Our data cleaning was able to find anomalies that were detectable using comparisons within and between Members. We relied heavily on consistency in our checks. We were not able to catch consistent under-reporting, for instance if a Member did not implement the case definition correctly or systematically did not provide data on all eligible episodes.

Similarly, methods used and decisions made by Members’ staff when data sets were created as part of the extract, transform, load process involved potential sources of error [10], any errors of this type not generating discernible discrepancies on data checking would go undetected using our methods. Examples of procedures to mitigate this type of error at the data-submitter level have been published for other HVHC projects [11].

In addition to the many frameworks, recommendations and examples that have been published regarding the use of clinical data for research, we contribute the following 4 pragmatic, and perhaps self evident, recommendations based on our experience:

  1. Plan and budget sufficient time and personnel for data checking.
  2. Run interim data through prototype analyses as early in the project as possible.
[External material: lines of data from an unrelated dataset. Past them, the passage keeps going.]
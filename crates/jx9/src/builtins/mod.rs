//! The intrinsic function library.
//!
//! Every builtin goes through the same foreign-function registry hosts use,
//! so scripts cannot tell them apart from host extensions (and a host can
//! shadow one by re-registering the name). One submodule per group.

mod args;
mod array;
mod env;
mod include;
mod json;
mod output;
mod prelude;
mod random;
mod string;
mod types;
mod url;
mod utf8;

use crate::vm::Vm;

/// Installs the whole library into a freshly assembled VM.
///
/// The script prelude goes last: its entries yield to any same-named
/// function the program itself defines.
pub(crate) fn install(vm: &mut Vm) {
    args::install(vm);
    array::install(vm);
    env::install(vm);
    include::install(vm);
    json::install(vm);
    output::install(vm);
    random::install(vm);
    string::install(vm);
    types::install(vm);
    url::install(vm);
    utf8::install(vm);
    prelude::install(vm);
}
//! The JX9 hashmap: one container serving as both JSON array and JSON object.
//!
//! Entries keep insertion order. Keys are 64-bit integers or byte strings and
//! a single map may mix both kinds. Whether the map prints as `{...}` or
//! `[...]` is a serialization-only flag (see `json_object`): storage and
//! lookup are identical in both modes.

use ahash::RandomState;
use indexmap::IndexMap;

use crate::value::Value;

/// A hashmap key: integer or byte string.
///
/// String keys that carry a canonical decimal integer image (`"7"`, `"-3"`)
/// are normalized to integer keys at insertion, so `$a[7]` and `$a["7"]`
/// address the same slot.
#[derive(Debug, Clone, PartialEq, Eq, Hash)]
pub(crate) enum MapKey {
    Int(i64),
    Str(Box<str>),
}

impl MapKey {
    /// Builds a key from a string image, normalizing canonical decimal
    /// integers to `Int`.
    pub(crate) fn from_str_image(image: &str) -> Self {
        if let Some(n) = canonical_int(image) {
            return Self::Int(n);
        }
        Self::Str(image.into())
    }

    /// Returns the string image of the key (decimal for integer keys).
    pub(crate) fn image(&self) -> String {
        match self {
            Self::Int(n) => n.to_string(),
            Self::Str(s) => s.to_string(),
        }
    }
}

/// Parses `image` as a canonical decimal i64: optional minus, no leading
/// zeros (except `"0"` itself), everything a digit, value in range.
fn canonical_int(image: &str) -> Option<i64> {
    let bytes = image.as_bytes();
    let digits = if bytes.first() == Some(&b'-') { &bytes[1..] } else { bytes };
    if digits.is_empty() || !digits.iter().all(u8::is_ascii_digit) {
        return None;
    }
    if digits.len() > 1 && digits[0] == b'0' {
        return None;
    }
    image.parse::<i64>().ok()
}

/// Order-preserving key→value mapping with automatic integer indexing.
#[derive(Debug, Default)]
pub(crate) struct Map {
    entries: IndexMap<MapKey, Value, RandomState>,
    /// Next automatic integer key: `max(existing integer keys) + 1`, 0 when
    /// no integer key was ever inserted.
    next_index: i64,
    /// Serialize as a JSON object (`{}`) rather than an array (`[]`).
    json_object: bool,
}

impl Map {
    /// Creates an empty map with the given serialization mode.
    pub(crate) fn new(json_object: bool) -> Self {
        Self {
            entries: IndexMap::default(),
            next_index: 0,
            json_object,
        }
    }

    pub(crate) fn len(&self) -> usize {
        self.entries.len()
    }

    pub(crate) fn is_empty(&self) -> bool {
        self.entries.is_empty()
    }

    pub(crate) fn is_json_object(&self) -> bool {
        self.json_object
    }

    pub(crate) fn set_json_object(&mut self, flag: bool) {
        self.json_object = flag;
    }

    pub(crate) fn get(&self, key: &MapKey) -> Option<&Value> {
        self.entries.get(key)
    }

    pub(crate) fn get_mut(&mut self, key: &MapKey) -> Option<&mut Value> {
        self.entries.get_mut(key)
    }

    pub(crate) fn contains(&self, key: &MapKey) -> bool {
        self.entries.contains_key(key)
    }

    /// Inserts or replaces an entry, returning the previous value if any.
    ///
    /// Integer keys advance the automatic index. String keys flip the map to
    /// object serialization: a container that holds named attributes prints
    /// as `{...}` from then on.
    pub(crate) fn insert(&mut self, key: MapKey, value: Value) -> Option<Value> {
        match &key {
            MapKey::Int(n) => {
                if *n >= self.next_index {
                    self.next_index = n.saturating_add(1);
                }
            }
            MapKey::Str(_) => self.json_object = true,
        }
        self.entries.insert(key, value)
    }

    /// Appends `value` under the next free integer key and returns that key.
    pub(crate) fn push(&mut self, value: Value) -> i64 {
        let key = self.next_index;
        self.insert(MapKey::Int(key), value);
        key
    }

    /// Removes an entry, preserving the order of the remaining ones.
    pub(crate) fn remove(&mut self, key: &MapKey) -> Option<Value> {
        self.entries.shift_remove(key)
    }

    /// Removes and returns the most recently inserted entry.
    pub(crate) fn pop_last(&mut self) -> Option<(MapKey, Value)> {
        self.entries.pop()
    }

    /// Removes and returns the first entry, shifting the rest forward.
    pub(crate) fn shift_first(&mut self) -> Option<(MapKey, Value)> {
        self.entries.shift_remove_index(0)
    }

    pub(crate) fn iter(&self) -> impl Iterator<Item = (&MapKey, &Value)> {
        self.entries.iter()
    }

    pub(crate) fn values(&self) -> impl Iterator<Item = &Value> {
        self.entries.values()
    }

    /// Snapshot of the key sequence in insertion order.
    ///
    /// `foreach` iterates over such a snapshot so that entries inserted
    /// during the loop are not visited and deletions of unrelated entries do
    /// not disturb the walk.
    pub(crate) fn key_snapshot(&self) -> Vec<MapKey> {
        self.entries.keys().cloned().collect()
    }

    /// Drains all entries, handing the values back for reference release.
    pub(crate) fn drain_values(&mut self) -> Vec<Value> {
        self.next_index = 0;
        self.entries.drain(..).map(|(_, v)| v).collect()
    }
}

#[cfg(test)]
mod tests {
    use super::*;

    #[test]
    fn insertion_order_is_preserved() {
        let mut map = Map::new(true);
        map.insert(MapKey::from_str_image("b"), Value::Int(2));
        map.insert(MapKey::from_str_image("a"), Value::Int(1));
        map.insert(MapKey::Int(0), Value::Int(0));
        let keys: Vec<String> = map.iter().map(|(k, _)| k.image()).collect();
        assert_eq!(keys, ["b", "a", "0"]);
    }

    #[test]
    fn auto_index_tracks_max_plus_one() {
        let mut map = Map::new(false);
        assert_eq!(map.push(Value::Null), 0);
        map.insert(MapKey::Int(9), Value::Null);
        assert_eq!(map.push(Value::Null), 10);
    }

    #[test]
    fn numeric_string_keys_normalize() {
        let mut map = Map::new(false);
        map.insert(MapKey::from_str_image("7"), Value::Int(1));
        assert!(map.contains(&MapKey::Int(7)));
        // Non-canonical images stay strings.
        map.insert(MapKey::from_str_image("07"), Value::Int(2));
        assert!(map.contains(&MapKey::Str("07".into())));
    }

    #[test]
    fn string_key_promotes_to_object() {
        let mut map = Map::new(false);
        map.push(Value::Int(1));
        assert!(!map.is_json_object());
        map.insert(MapKey::from_str_image("name"), Value::Int(2));
        assert!(map.is_json_object());
    }
}
//! Candle Aggregator: rolling window of 1-minute candles per symbol, and
//! the pure derivation of any supported timeframe from that window.
//! Built around whole-bar ingest from an upstream feed that already
//! emits 1m candles, rather than incremental per-trade building.

use std::collections::VecDeque;
use std::time::{SystemTime, UNIX_EPOCH};

use chrono::{DateTime, Utc};
use rust_decimal::Decimal;
use rustc_hash::FxHashMap;

use crate::error::IntegrityError;
use crate::model::{Candle, Interval, Symbol};

/// Maximum number of 1-minute candles retained per symbol.
pub const MAX_1M: usize = 1440;

/// Rolling per-symbol window of 1-minute candles plus the derivation of
/// higher-timeframe candles on demand.
///
/// Every public method locks the window internally and returns before
/// releasing it; there are no `.await` points anywhere in this type —
/// this type is pure in-memory state and must not block.
pub struct Aggregator {
    windows: parking_lot::Mutex<FxHashMap<Symbol, VecDeque<Candle>>>,
}

impl Default for Aggregator {
    fn default() -> Self {
        Self::new()
    }
}

impl Aggregator {
    #[must_use]
    pub fn new() -> Self {
        Self {
            windows: parking_lot::Mutex::new(FxHashMap::default()),
        }
    }

    /// Ingest a single 1-minute candle for `symbol`. Overwrites the tail if
    /// `candle.time` matches it; otherwise appends, evicting the head once
    /// the window exceeds [`MAX_1M`]. Rejects strictly-out-of-order input.
    pub fn ingest(&self, symbol: &Symbol, candle: Candle) -> Result<(), IntegrityError> {
        let mut windows = self.windows.lock();
        let window = windows.entry(symbol.clone()).or_default();

        if let Some(tail) = window.back() {
            if candle.time < tail.time {
                return Err(IntegrityError::OutOfOrder {
                    time: candle.time.timestamp_millis(),
                    tail: tail.time.timestamp_millis(),
                });
            }
            if candle.time == tail.time {
                *window.back_mut().expect("checked non-empty above") = candle;
                return Ok(());
            }
        }

        window.push_back(candle);
        while window.len() > MAX_1M {
            window.pop_front();
        }
        Ok(())
    }

    /// Replace `symbol`'s window with the sorted-by-time tail of `candles`,
    /// truncated to the last [`MAX_1M`] entries. Idempotent with respect to
    /// content.
    pub fn initialize(&self, symbol: &Symbol, mut candles: Vec<Candle>) {
        candles.sort_by_key(|c| c.time);
        let start = candles.len().saturating_sub(MAX_1M);
        let window: VecDeque<Candle> = candles.into_iter().skip(start).collect();

        let mut windows = self.windows.lock();
        windows.insert(symbol.clone(), window);
    }

    /// Aggregate the candle for the bar containing "now", for `interval`.
    /// Returns `None` if the window holds no candles in that bar.
    #[must_use]
    pub fn current(&self, symbol: &Symbol, interval: Interval) -> Option<Candle> {
        let now = Utc::now();
        self.at(symbol, interval, now)
    }

    /// Aggregate the candle for the bar containing `at`, for `interval`.
    /// Exposed separately from [`Aggregator::current`] so tests can pin the
    /// reference instant instead of racing the wall clock.
    #[must_use]
    pub fn at(&self, symbol: &Symbol, interval: Interval, at: DateTime<Utc>) -> Option<Candle> {
        let windows = self.windows.lock();
        let window = windows.get(symbol)?;

        let bar_start = interval.bar_start(at);
        let bar_end_ms = bar_start.timestamp_millis() + interval.duration_ms();

        if interval == Interval::OneMinute {
            return window.back().filter(|c| c.time == bar_start).copied();
        }

        let contributors: Vec<&Candle> = window
            .iter()
            .filter(|c| {
                let ms = c.time.timestamp_millis();
                ms >= bar_start.timestamp_millis() && ms < bar_end_ms
            })
            .collect();

        merge_bar(bar_start, &contributors)
    }

    /// Read-only snapshot of `symbol`'s 1m window, oldest first.
    #[must_use]
    pub fn window(&self, symbol: &Symbol) -> Vec<Candle> {
        self.windows
            .lock()
            .get(symbol)
            .map(|w| w.iter().copied().collect())
            .unwrap_or_default()
    }

    /// Length of `symbol`'s 1m window — used by stats/health reporting.
    #[must_use]
    pub fn window_len(&self, symbol: &Symbol) -> usize {
        self.windows.lock().get(symbol).map_or(0, VecDeque::len)
    }
}

/// Combine the 1m candles contributing to one higher-timeframe bar into a
/// single aggregate: open = earliest open, close = latest close, high/low
/// = extrema, volume/quoteVolume = sums with absent contributors treated
/// as 0 unless *every* contributor is absent.
fn merge_bar(bar_start: DateTime<Utc>, contributors: &[&Candle]) -> Option<Candle> {
    let (first, last) = (*contributors.first()?, *contributors.last()?);

    let high = contributors.iter().map(|c| c.high).max()?;
    let low = contributors.iter().map(|c| c.low).min()?;
    let volume: Decimal = contributors.iter().map(|c| c.volume).sum();

    let any_quote_volume = contributors.iter().any(|c| c.quote_volume.is_some());
    let quote_volume = any_quote_volume.then(|| {
        contributors
            .iter()
            .map(|c| c.quote_volume.unwrap_or(Decimal::ZERO))
            .sum()
    });

    Some(Candle {
        time: bar_start,
        open: first.open,
        high,
        low,
        close: last.close,
        volume,
        quote_volume,
    })
}

/// Current wall-clock time as milliseconds since the Unix epoch. Used by
/// the broadcaster for `lastBroadcastAt` bookkeeping, not by the
/// Aggregator itself (which is always given `at` explicitly in tests).
#[must_use]
pub fn now_millis() -> i64 {
    SystemTime::now()
        .duration_since(UNIX_EPOCH)
        .expect("system clock is before the Unix epoch")
        .as_millis() as i64
}
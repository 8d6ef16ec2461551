//! Error taxonomy for the candle gateway core.
//!
//! Mirrors the four-way split of the design: protocol mistakes made by a
//! client, transient failures of an external collaborator, integrity
//! violations in ingested data, and fatal startup failures. Nothing below
//! this layer ever propagates across a session boundary — callers log and
//! reply locally instead of bubbling errors out of the core.

use thiserror::Error;

/// Malformed JSON, unknown `type`, missing fields, or an invalid `interval`
/// / `symbol` on an inbound client message. The session stays open; the
/// caller replies with a `ServerMessage::Error`.
#[derive(Debug, Error, Clone, PartialEq, Eq)]
pub enum ProtocolError {
    #[error("invalid JSON: {0}")]
    InvalidJson(String),

    #[error("unknown message type: {0}")]
    UnknownType(String),

    #[error("Invalid interval: {got}. Valid: {valid}")]
    InvalidInterval { got: String, valid: String },

    #[error("Invalid symbol: {got}. Only {allowed} is supported.")]
    InvalidSymbol { got: String, allowed: String },

    #[error("missing or malformed field: {0}")]
    MissingField(String),
}

/// A call into an external collaborator (history store or upstream feed)
/// failed or timed out. The triggering request gets an error reply; the
/// core keeps serving stale data and retries the collaborator on its own
/// schedule.
#[derive(Debug, Error)]
pub enum TransientBackendError {
    #[error("history fetch failed: {0}")]
    HistoryFetch(String),

    #[error("history fetch timed out after {0:?}")]
    HistoryTimeout(std::time::Duration),

    #[error("upstream feed error: {0}")]
    UpstreamFeed(String),
}

/// An out-of-order or otherwise malformed ingest candle. Always dropped and
/// logged; never surfaced to any client.
#[derive(Debug, Error, Clone, PartialEq, Eq)]
pub enum IntegrityError {
    #[error("candle time {time} precedes window tail {tail}")]
    OutOfOrder { time: i64, tail: i64 },

    #[error("candle fails OHLCV invariants: {0}")]
    InvalidBar(String),
}

/// Irrecoverable startup failure. The process exits non-zero.
#[derive(Debug, Error)]
pub enum FatalError {
    #[error("failed to bind {addr}: {source}")]
    Bind {
        addr: String,
        #[source]
        source: std::io::Error,
    },

    #[error("could not reach history store for warmup within retry budget: {0}")]
    WarmupExhausted(String),

    #[error("invalid configuration: {0}")]
    Config(String),
}

/// Umbrella error for call sites that need a single `Result` type (HTTP
/// handlers, the ingest loop). Session- and protocol-level call sites
/// should prefer the specific variant types above.
#[derive(Debug, Error)]
pub enum AppError {
    #[error(transparent)]
    Protocol(#[from] ProtocolError),

    #[error(transparent)]
    TransientBackend(#[from] TransientBackendError),

    #[error(transparent)]
    Integrity(#[from] IntegrityError),

    #[error(transparent)]
    Fatal(#[from] FatalError),

    #[error(transparent)]
    Other(#[from] anyhow::Error),
}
It’s difficult to anticipate all possible data errors a priori, but errors that are found via preliminary analysis before the end of the data collection period can be fixed.
  3. Do not assume that a resubmitted data set has been fixed. Fixes can introduce new errors, so run the whole suite of evaluations against both new and resubmitted data sets.
  4. Communicating directly with the staff creating the data at Member systems is invaluable. They can provide critical insight into the provenance of the data, how complete it is and the methods used to collect it. All of this information can help ensure that the appropriate data is used in an appropriate analysis.

Validity of observational data and publishing data cleaning methods

The validity of conclusions in observational research is established by considering, eliminating or reducing sources of bias that could detract from or affect results [12]. Ensuring that the data used in research or evaluation is as complete and correct as possible is an important step in eliminating wrong, incomplete or biased data as an alternative explanation for observed results.

The problem of data quality in EHR and other non-research data is not obscure. There is an extensive literature on the importance of evaluating and reporting data quality [3, 13]. Examples specifically targeted at comparative effectiveness research [14] as well as more abstract discussions [10] are also quite prevalent. From a research policy perspective, Benchimol et al. [15] proposed reporting recommendations called REporting of studies Conducted using Observational Routinely-collected Data (RECORD) that extend the STrengthening the Reporting of OBservational studies in Epidemiology (STROBE) guidelines [16]. RECORD Item 12.2 states: “Authors should provide information on the data cleaning methods used in the study.” Kahn et al. [17] note that what they term data quality activities are often study-specific, “one off” and not well documented. They propose a vocabulary and framework to help alleviate this problem.

More generally, and like other aspects of observational research, one set of data checks and one set of findings is essentially a sample from the universe of investigations and results, no two are exactly the same. However, as more investigators contribute data quality publications to the literature, the more opportunities there will be to discern helpful patterns that can be used in future projects using EHR data. We came to the problem of multi-site EHR data quality from the perspective of a coordinating center with the ability to compare data across participating systems. By presenting the data checks that we did and some of our results, as well as the process we used to investigate the anomalies we found, we hope to contribute to the discussion of the need for more open sharing of data cleaning practices and findings.